[Entries supplied — start]

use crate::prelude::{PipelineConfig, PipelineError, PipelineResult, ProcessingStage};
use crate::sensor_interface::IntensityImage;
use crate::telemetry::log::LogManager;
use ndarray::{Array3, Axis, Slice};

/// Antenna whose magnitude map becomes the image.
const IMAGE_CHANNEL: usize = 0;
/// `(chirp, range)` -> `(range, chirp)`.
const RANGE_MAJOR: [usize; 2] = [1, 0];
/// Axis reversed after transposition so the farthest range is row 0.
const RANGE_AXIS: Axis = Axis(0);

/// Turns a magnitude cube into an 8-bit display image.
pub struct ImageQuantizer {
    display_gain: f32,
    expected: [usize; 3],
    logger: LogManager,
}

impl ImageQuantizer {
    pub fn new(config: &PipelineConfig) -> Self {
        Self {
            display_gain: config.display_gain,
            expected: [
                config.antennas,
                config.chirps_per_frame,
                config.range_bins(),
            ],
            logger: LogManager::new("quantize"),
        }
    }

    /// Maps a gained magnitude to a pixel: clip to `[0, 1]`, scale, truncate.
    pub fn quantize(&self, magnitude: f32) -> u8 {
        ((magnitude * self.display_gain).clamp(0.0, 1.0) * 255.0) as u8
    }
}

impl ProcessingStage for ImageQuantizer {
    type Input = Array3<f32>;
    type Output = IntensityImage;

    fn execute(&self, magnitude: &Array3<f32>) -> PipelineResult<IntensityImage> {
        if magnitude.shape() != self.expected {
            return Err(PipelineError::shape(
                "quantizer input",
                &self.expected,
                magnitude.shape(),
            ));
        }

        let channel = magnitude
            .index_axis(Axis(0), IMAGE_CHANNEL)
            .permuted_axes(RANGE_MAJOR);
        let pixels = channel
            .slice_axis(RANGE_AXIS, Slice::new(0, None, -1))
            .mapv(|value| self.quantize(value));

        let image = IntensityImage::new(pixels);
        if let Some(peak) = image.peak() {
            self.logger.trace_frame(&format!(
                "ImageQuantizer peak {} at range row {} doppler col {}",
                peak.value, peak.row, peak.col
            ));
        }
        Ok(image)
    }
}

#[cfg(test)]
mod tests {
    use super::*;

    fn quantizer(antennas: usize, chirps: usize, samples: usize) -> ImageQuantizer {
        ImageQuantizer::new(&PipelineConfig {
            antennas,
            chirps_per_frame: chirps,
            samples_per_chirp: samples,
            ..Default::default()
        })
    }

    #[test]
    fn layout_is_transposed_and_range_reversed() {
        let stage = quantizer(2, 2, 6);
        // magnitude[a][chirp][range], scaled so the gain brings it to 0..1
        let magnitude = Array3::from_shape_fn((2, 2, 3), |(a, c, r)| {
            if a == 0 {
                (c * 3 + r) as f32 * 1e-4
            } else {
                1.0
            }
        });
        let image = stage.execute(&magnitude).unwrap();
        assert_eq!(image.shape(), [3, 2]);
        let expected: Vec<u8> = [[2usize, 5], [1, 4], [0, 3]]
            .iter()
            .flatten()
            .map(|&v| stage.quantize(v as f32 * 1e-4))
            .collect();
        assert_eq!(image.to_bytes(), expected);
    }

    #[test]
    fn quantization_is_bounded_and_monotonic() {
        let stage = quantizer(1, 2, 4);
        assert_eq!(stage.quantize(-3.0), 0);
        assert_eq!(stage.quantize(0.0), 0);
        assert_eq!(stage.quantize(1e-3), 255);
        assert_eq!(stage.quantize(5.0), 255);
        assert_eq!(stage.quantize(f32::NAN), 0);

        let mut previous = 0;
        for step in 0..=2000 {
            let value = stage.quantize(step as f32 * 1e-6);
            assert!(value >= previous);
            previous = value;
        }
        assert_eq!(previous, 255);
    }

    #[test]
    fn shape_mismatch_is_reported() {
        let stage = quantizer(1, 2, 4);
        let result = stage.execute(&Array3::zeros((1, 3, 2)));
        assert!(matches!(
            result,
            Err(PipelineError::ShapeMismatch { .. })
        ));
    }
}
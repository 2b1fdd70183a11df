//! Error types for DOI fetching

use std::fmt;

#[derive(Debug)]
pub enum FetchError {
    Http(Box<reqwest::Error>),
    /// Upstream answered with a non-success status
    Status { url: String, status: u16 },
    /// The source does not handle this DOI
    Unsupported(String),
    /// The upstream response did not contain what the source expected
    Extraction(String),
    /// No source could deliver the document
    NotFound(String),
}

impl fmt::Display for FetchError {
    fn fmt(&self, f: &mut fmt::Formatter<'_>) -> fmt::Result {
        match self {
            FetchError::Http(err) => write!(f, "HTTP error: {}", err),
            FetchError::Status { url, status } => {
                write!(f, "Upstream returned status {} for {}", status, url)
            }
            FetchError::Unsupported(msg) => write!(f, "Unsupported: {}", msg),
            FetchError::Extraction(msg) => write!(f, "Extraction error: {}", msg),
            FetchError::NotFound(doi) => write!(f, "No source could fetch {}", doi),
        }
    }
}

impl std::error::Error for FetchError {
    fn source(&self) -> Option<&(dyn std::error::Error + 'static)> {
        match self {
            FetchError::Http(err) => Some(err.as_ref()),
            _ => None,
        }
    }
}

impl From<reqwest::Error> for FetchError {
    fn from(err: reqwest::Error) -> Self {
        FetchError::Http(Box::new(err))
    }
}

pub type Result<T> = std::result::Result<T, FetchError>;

[Entries supplied — finish]

Exactly as written, reproduce the lines of the data above from the first line through the line where "const RANGE_MAJOR: [usize; 2] = [1, 0];" appears.

• Response box:
use crate::prelude::{PipelineConfig, PipelineError, PipelineResult, ProcessingStage};
use crate::sensor_interface::IntensityImage;
use crate::telemetry::log::LogManager;
use ndarray::{Array3, Axis, Slice};

/// Antenna whose magnitude map becomes the image.
const IMAGE_CHANNEL: usize = 0;
/// `(chirp, range)` -> `(range, chirp)`.
const RANGE_MAJOR: [usize; 2] = [1, 0];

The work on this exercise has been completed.